• _Task to complete_
Whenever a line contains the string "first", copy it out of the entries.

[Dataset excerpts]
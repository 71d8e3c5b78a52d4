use fluentcst::{Assign, ClassDef, FluentNode, ImportFrom, Module, Result};
use pretty_assertions::assert_eq;

#[test]
fn test_multiple_classes() -> Result<()> {
    let module = Module::new()
        .add(ClassDef::new("Cls1")?.field("f1", "v1")?)
        .add(ClassDef::new("Cls2")?.field("f1", "v1")?);

    assert_eq!(
        module.to_code()?,
        "class Cls1:\n    f1 = \"v1\"\nclass Cls2:\n    f1 = \"v1\"\n"
    );
    Ok(())
}

#[test]
fn test_require_import() -> Result<()> {
    let module = Module::new()
        .require_import("Error", "lib.types.exceptions")?
        .add(ClassDef::new("Cls1")?);

    assert_eq!(
        module.to_code()?,
        "from lib.types.exceptions import Error\nclass Cls1:\n    pass\n"
    );
    Ok(())
}

#[test]
fn test_duplicate_imports_collapse() -> Result<()> {
    let module = Module::new()
        .require_import("Error", "lib.types")?
        .require_import("Warning", "lib.types")?
        .import(ImportFrom::new("lib.types", "Error")?)
        .add(Assign::new("LEVEL", 3)?);

    assert_eq!(
        module.to_code()?,
        "from lib.types import Error\nfrom lib.types import Warning\nLEVEL = 3\n"
    );
    Ok(())
}

#[test]
fn test_imports_render_before_statements() -> Result<()> {
    let module = Module::new()
        .add(ClassDef::new("Cls1")?)
        .require_import("Base", "models")?;

    assert_eq!(module.to_code()?, "from models import Base\nclass Cls1:\n    pass\n");
    Ok(())
}

#[test]
fn test_render_is_repeatable() -> Result<()> {
    let module = Module::new()
        .require_import("B", "b")?
        .require_import("A", "a")?;
    let first = module.to_code()?;
    assert_eq!(first, module.to_code()?);
    assert_eq!(first, "from b import B\nfrom a import A\n");
    Ok(())
}

#[test]
fn test_empty_module() -> Result<()> {
    assert_eq!(Module::new().to_code()?, "");
    Ok(())
}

• _The completed task_
    let first = module.to_code()?;
    assert_eq!(first, module.to_code()?);
    assert_eq!(first, "from b import B\nfrom a import A\n");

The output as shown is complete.